* RAW DATA *

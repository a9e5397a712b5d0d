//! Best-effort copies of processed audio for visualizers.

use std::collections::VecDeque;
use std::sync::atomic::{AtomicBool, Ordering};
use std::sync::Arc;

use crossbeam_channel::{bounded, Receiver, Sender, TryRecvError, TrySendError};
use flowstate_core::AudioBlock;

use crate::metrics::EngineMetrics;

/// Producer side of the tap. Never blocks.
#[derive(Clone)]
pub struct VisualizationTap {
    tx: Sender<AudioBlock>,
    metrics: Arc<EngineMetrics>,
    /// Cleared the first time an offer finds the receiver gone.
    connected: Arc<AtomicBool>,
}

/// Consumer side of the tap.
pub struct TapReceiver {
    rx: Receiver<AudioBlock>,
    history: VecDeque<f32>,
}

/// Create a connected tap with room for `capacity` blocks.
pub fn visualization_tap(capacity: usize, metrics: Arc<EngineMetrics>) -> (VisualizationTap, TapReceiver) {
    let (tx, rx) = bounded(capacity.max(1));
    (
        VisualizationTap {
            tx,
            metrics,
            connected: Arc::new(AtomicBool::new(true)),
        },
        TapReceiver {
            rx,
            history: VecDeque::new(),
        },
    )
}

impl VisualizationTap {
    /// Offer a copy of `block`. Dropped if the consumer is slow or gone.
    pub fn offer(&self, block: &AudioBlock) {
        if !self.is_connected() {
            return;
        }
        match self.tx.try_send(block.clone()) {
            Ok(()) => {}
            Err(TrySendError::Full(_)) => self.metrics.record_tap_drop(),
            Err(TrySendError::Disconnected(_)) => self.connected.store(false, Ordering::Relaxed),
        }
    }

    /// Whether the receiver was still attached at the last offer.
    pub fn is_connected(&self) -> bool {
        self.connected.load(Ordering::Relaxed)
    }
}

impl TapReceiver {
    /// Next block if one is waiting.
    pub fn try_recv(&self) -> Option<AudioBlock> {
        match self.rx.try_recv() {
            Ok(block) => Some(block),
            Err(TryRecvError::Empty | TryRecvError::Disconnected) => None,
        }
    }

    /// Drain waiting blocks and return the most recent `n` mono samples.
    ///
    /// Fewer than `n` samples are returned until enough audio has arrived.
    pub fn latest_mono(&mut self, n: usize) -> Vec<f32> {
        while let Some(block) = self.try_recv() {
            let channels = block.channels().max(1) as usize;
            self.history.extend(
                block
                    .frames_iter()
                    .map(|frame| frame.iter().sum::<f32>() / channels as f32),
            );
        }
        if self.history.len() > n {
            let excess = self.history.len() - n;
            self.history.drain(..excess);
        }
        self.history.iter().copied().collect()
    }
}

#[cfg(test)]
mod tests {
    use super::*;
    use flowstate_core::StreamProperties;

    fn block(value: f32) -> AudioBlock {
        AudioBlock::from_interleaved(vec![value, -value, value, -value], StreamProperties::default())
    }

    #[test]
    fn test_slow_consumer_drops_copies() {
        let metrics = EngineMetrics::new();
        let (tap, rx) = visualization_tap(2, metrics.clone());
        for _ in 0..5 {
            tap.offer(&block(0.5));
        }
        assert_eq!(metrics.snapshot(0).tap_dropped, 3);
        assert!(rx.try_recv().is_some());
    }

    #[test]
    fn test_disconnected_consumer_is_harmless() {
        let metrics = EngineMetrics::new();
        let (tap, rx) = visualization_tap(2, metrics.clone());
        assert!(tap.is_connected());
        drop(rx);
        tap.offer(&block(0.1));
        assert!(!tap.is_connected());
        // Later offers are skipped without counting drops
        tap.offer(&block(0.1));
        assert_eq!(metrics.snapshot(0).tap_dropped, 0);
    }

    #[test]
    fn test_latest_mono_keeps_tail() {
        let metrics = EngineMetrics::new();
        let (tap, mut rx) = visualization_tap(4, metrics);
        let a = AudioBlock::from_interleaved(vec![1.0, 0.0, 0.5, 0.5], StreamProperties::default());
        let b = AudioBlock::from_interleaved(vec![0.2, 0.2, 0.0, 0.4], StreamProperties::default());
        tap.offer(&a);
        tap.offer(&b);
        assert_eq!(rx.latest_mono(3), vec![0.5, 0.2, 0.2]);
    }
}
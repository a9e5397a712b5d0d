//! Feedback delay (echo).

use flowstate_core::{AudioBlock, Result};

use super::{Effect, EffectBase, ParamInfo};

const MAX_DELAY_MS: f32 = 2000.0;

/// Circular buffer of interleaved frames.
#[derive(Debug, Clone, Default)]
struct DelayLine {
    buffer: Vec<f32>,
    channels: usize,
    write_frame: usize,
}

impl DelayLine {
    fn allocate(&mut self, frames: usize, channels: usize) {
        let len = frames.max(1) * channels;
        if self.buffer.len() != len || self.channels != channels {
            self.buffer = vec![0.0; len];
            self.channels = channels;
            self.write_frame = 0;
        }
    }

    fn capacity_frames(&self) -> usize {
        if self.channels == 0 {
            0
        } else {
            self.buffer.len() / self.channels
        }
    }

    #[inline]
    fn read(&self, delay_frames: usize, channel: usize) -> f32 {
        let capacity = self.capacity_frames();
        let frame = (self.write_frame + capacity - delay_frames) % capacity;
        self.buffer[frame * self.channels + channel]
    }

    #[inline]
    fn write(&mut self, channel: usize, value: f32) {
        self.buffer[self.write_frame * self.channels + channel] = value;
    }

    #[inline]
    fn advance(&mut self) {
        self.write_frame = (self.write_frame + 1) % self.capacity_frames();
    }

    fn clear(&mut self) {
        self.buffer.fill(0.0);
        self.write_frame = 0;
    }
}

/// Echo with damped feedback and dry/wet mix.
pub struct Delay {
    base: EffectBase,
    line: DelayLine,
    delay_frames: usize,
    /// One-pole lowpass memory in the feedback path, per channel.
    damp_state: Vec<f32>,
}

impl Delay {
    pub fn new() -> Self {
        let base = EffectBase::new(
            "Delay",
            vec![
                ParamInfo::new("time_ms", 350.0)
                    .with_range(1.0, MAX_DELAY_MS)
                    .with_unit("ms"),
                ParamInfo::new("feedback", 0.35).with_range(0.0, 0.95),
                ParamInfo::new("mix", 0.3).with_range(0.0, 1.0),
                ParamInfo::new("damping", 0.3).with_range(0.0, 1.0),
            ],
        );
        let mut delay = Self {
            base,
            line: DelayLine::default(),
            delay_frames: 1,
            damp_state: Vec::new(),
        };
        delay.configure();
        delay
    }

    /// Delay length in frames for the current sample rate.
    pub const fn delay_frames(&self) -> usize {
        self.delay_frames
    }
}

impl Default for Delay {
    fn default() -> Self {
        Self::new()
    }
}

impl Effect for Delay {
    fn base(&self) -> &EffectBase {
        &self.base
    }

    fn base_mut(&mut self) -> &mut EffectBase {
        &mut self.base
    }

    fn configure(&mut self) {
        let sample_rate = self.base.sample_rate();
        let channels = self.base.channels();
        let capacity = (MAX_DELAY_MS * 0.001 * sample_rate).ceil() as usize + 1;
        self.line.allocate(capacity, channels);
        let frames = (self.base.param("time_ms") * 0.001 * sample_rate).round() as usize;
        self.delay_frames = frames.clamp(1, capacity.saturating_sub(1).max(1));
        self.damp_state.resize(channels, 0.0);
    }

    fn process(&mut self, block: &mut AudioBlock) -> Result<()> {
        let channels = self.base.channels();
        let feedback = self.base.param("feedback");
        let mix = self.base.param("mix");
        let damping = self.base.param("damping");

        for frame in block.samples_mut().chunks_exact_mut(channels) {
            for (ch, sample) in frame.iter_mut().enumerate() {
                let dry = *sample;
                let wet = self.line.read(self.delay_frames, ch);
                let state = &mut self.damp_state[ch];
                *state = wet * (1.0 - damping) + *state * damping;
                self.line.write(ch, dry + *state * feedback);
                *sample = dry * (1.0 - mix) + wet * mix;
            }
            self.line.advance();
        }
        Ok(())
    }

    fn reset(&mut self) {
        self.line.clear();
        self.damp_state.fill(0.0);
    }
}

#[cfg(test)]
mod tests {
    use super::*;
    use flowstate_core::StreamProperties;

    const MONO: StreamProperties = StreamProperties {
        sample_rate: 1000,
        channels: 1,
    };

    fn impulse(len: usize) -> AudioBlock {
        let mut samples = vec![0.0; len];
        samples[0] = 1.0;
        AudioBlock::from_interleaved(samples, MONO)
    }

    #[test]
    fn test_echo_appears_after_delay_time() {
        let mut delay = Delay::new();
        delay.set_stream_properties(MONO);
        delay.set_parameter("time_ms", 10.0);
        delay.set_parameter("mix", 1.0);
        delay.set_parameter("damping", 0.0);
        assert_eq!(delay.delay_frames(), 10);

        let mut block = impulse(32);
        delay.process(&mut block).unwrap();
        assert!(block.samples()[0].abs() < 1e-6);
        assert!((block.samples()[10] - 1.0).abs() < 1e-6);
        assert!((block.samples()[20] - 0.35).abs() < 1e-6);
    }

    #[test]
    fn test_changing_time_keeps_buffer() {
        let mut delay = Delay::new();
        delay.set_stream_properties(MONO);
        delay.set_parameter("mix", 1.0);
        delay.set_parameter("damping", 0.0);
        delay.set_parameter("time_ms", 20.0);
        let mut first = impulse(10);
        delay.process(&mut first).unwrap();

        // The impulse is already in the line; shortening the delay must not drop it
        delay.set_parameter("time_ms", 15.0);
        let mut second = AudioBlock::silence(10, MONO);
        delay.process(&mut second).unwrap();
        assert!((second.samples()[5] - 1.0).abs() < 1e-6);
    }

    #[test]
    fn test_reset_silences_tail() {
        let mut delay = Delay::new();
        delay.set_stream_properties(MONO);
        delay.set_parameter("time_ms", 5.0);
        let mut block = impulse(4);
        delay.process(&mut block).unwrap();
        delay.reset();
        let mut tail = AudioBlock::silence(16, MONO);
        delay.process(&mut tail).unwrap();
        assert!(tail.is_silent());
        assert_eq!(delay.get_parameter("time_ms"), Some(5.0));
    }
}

* PROBLEM REQUIREMENTS *
Provide only the number of lines above that contain the word "VisualizationTap".

* OUTPUT OF THE TASK *
4